By Lisa Sousou
What is endometriosis?
March is National Endometriosis Awareness Month. Some 176 million women around the world, 5 million in the United States alone, are afflicted with this commonly painful, sometimes debilitating condition. Caused by tissue similar to the inside lining of the uterus (endometrium) growing outside of the uterus, endometriosis can commonly lead to very painful periods, chronic pelvic pain, painful intercourse, and sometimes infertility. In other cases, it can be present and cause no symptoms. The implanted tissue behaves like endometrium: it breaks down and bleeds during a women’s menstrual period. This can cause pain and scar tissue formation. Some places where endometriosis implants can be found include the ovaries, fallopian tubes, the lining of the pelvic cavity (peritoneum), or even on the intestines or bladder; in very rare cases, endometriosis has even been found in more distant organs, such as the lungs.
Among women who do have symptoms, pelvic pain is the most common symptom of endometriosis, and can be mild or severe. This includes painful menstrual periods, which can worsen over time; pain can also occur between periods, during intercourse, or even with bowel movements. In both women with and without symptoms, endometriosis can lead to difficulty becoming pregnant; infertility affects 30 to 50 percent of endometriosis patients.
Who gets endometriosis, and what causes it?
Globally, around 10 percent of all women have endometriosis. Among women with infertility or chronic pelvic pain, the percentage is much higher (up to 50 percent of women with infertility, and up to 70 percent of women and adolescents with pelvic pain). The condition is most commonly found in women and girls of reproductive age, but has been found even in girls who have not yet started menstruating, and in postmenopausal women.
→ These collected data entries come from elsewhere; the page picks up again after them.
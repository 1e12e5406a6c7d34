//! HTTP client contracts and backend adapters
//!
//! [`HttpClient`] and [`AsyncHttpClient`] are the only types calling code
//! needs to depend on. Each adapter wraps an already-configured client from
//! one HTTP library and translates [`Request`] and [`Response`] across the
//! boundary. Timeouts, TLS, proxies, pooling and retries stay with the
//! wrapped client.

pub mod version;

#[cfg(feature = "reqwest")]
pub mod reqwest;
#[cfg(feature = "ureq")]
pub mod ureq;

use std::future::Future;

use crate::models::{HeadersDict, Request, Response};

// Re-exports
pub use version::format_http_version;

#[cfg(feature = "reqwest")]
pub use self::reqwest::{AsyncReqwestClient, ReqwestClient};
#[cfg(feature = "ureq")]
pub use self::ureq::UreqClient;

/// Blocking HTTP client
pub trait HttpClient {
    /// Error produced when the request cannot be completed
    type Error;

    /// Send `request` and wait for the full response body
    fn request(&self, request: &Request) -> Result<Response, Self::Error>;
}

/// Non-blocking HTTP client
///
/// The returned future suspends the calling task only. Dropping it cancels
/// the call; adapters hold no buffered state of their own, so the wrapped
/// client stays usable afterwards.
pub trait AsyncHttpClient {
    type Error;

    fn request(
        &self,
        request: &Request,
    ) -> impl Future<Output = Result<Response, Self::Error>> + Send;
}

impl<C: HttpClient + ?Sized> HttpClient for &C {
    type Error = C::Error;

    fn request(&self, request: &Request) -> Result<Response, Self::Error> {
        (**self).request(request)
    }
}

impl<C: AsyncHttpClient + ?Sized> AsyncHttpClient for &C {
    type Error = C::Error;

    fn request(
        &self,
        request: &Request,
    ) -> impl Future<Output = Result<Response, Self::Error>> + Send {
        (**self).request(request)
    }
}

/// Materialize a header map into a plain map, last value wins
pub(crate) fn collect_headers(headers: &http::HeaderMap) -> HeadersDict {
    headers
        .iter()
        .map(|(name, value)| {
            (
                name.as_str().to_string(),
                String::from_utf8_lossy(value.as_bytes()).into_owned(),
            )
        })
        .collect()
}

/// Reason phrase for a status code, empty when none is registered
pub(crate) fn reason_phrase(status: http::StatusCode) -> &'static str {
    status.canonical_reason().unwrap_or("")
}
Although endometriosis is very common, its cause is still not known for certain. One theory is that retrograde (backward) menstrual flow, from the uterus through the fallopian tubes and into the pelvic cavity, leads to the implantation of endometrial cells. There are other theories as well. There also appears to be a genetic component to the condition; a woman’s chance of endometriosis is increased if her mother or sister have it. Some other factors that increase risk of endometriosis include young age at first menstruation (before age 11), late menopause, heavy menstrual bleeding, and never having given birth. Risk is decreased among women who are older at first menstruation (over age 14), who have had multiple births, and who have breastfed for extended time periods.
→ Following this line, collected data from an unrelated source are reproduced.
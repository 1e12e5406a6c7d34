//! Transport-agnostic HTTP request

use bytes::Bytes;
use serde::{Deserialize, Serialize};

use super::HeadersDict;

/// An HTTP request described as plain data.
///
/// Values are immutable once built: the `with_*` methods consume the request
/// and return a new one. Headers default to an empty map and content to an
/// empty body, so `Request::new(method, url)` is always a complete request.
#[derive(Debug, Clone, PartialEq, Eq, Serialize, Deserialize)]
pub struct Request {
    method: String,
    url: String,
    #[serde(default)]
    headers: HeadersDict,
    #[serde(default)]
    content: Bytes,
}

impl Request {
    /// Create a request with no headers and an empty body
    pub fn new(method: impl Into<String>, url: impl Into<String>) -> Self {
        Self {
            method: method.into(),
            url: url.into(),
            headers: HeadersDict::new(),
            content: Bytes::new(),
        }
    }

    /// Add one header, replacing any earlier value under the same name
    pub fn with_header(mut self, name: impl Into<String>, value: impl Into<String>) -> Self {
        self.headers.insert(name.into(), value.into());
        self
    }

    /// Replace the whole header map
    pub fn with_headers<I, K, V>(mut self, headers: I) -> Self
    where
        I: IntoIterator<Item = (K, V)>,
        K: Into<String>,
        V: Into<String>,
    {
        self.headers = headers
            .into_iter()
            .map(|(k, v)| (k.into(), v.into()))
            .collect();
        self
    }

    /// Set the request body
    pub fn with_content(mut self, content: impl Into<Bytes>) -> Self {
        self.content = content.into();
        self
    }

    pub fn method(&self) -> &str {
        &self.method
    }

    pub fn url(&self) -> &str {
        &self.url
    }

    /// Headers in insertion order
    pub fn headers(&self) -> &HeadersDict {
        &self.headers
    }

    pub fn content(&self) -> &Bytes {
        &self.content
    }
}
How is endometriosis diagnosed?
If endometriosis is suspected, a pelvic exam will be performed. In some cases, a provider may be able to detect endometrial implants on exam, but often, pain on examination may be the only indicator. Imaging, such as pelvic ultrasound, may be done to rule out other causes for pain, but endometriosis is not usually detectable through imaging. Surgical exploration is the only way to be sure if it is present, but treatments for pain are often tried first without surgery if endometriosis is suspected.
How is it treated?
Non-surgical treatments for endometriosis can include:
- Pain medications: Non-steroidal anti-inflammatory drugs (NSAIDs) like ibuprofen or naproxen, over-the-counter or in prescription doses, can help with pelvic pain and painful or heavy menstrual periods.
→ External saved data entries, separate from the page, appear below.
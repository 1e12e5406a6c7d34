//! anyfetch library interface
//!
//! One request/response and WebSocket interface over interchangeable HTTP
//! client libraries. Calling code depends on the traits; an adapter wraps an
//! already-configured client from one concrete library.
//!
//! # Module Organization
//!
//! - [`models`] - Value types crossing the adapter boundary (Request, Response, Message)
//! - [`client`] - HTTP contracts (HttpClient, AsyncHttpClient) and adapters
//! - [`websocket`] - WebSocket contracts and adapters
//! - `session` - One handle serving both HTTP and WebSocket (feature `session`)
//! - [`errors`] - Pass-through error wrappers (HttpError, WebSocketError)
//!
//! # Backends
//!
//! | Feature | Adapters |
//! |---|---|
//! | `ureq` | [`UreqClient`](client::UreqClient) |
//! | `reqwest` | [`ReqwestClient`](client::ReqwestClient), [`AsyncReqwestClient`](client::AsyncReqwestClient) |
//! | `tungstenite` | [`TungsteniteClient`](websocket::TungsteniteClient) |
//! | `tokio-tungstenite` | [`TokioTungsteniteClient`](websocket::TokioTungsteniteClient) |
//! | `session` | `Session`, `AsyncSession`: reqwest plus tungstenite sharing headers and TLS |

pub mod client;
pub mod errors;
pub mod models;
#[cfg(feature = "session")]
pub mod session;
pub mod websocket;

pub use client::{AsyncHttpClient, HttpClient};
pub use errors::{HttpError, WebSocketError};
pub use models::{FrameKind, Message, Request, Response};
pub use websocket::{
    AsyncWebSocketClient, AsyncWebSocketConnection, WebSocketClient, WebSocketConnection,
};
- Hormonal birth control: Options include the pill, the patch, the vaginal ring, contraceptive injections or implant, and intrauterine devices (IUDs). Some can (reversibly) stop menstruation entirely to give relief from painful and heavy periods.
- Other medications: GnRH agonists or antagonists, when taken for several months, can help relieve symptoms.
- Oral aromatase inhibitors may be used in severe cases.
A type of surgical procedure called laparoscopy can be used to find and remove endometriosis if it is severe or if medications do not help. Surgical treatment may also be recommended if endometriosis is suspected as a cause of infertility. Unfortunately, it is possible that endometriosis will return after laparoscopic treatment.
Hysterectomy (removal of the uterus) with or without oophorectomy (removal of the ovaries) can also be an option for women who do not plan to become pregnant in the future.
There is hope!
If these symptoms sound familiar to you, don’t wait. See your gynecologic provider promptly. Severe menstrual pain, painful intercourse, and pelvic pain are not normal, and are not just something that you have to live with. Not becoming pregnant after 6 months (if you are 35 or older) to a year (if you are under 35) is not usual and warrants further investigation. Early detection and treatment are important to help avoid progression of the disease and more severe symptoms. Endometriosis can be successfully treated. There is hope!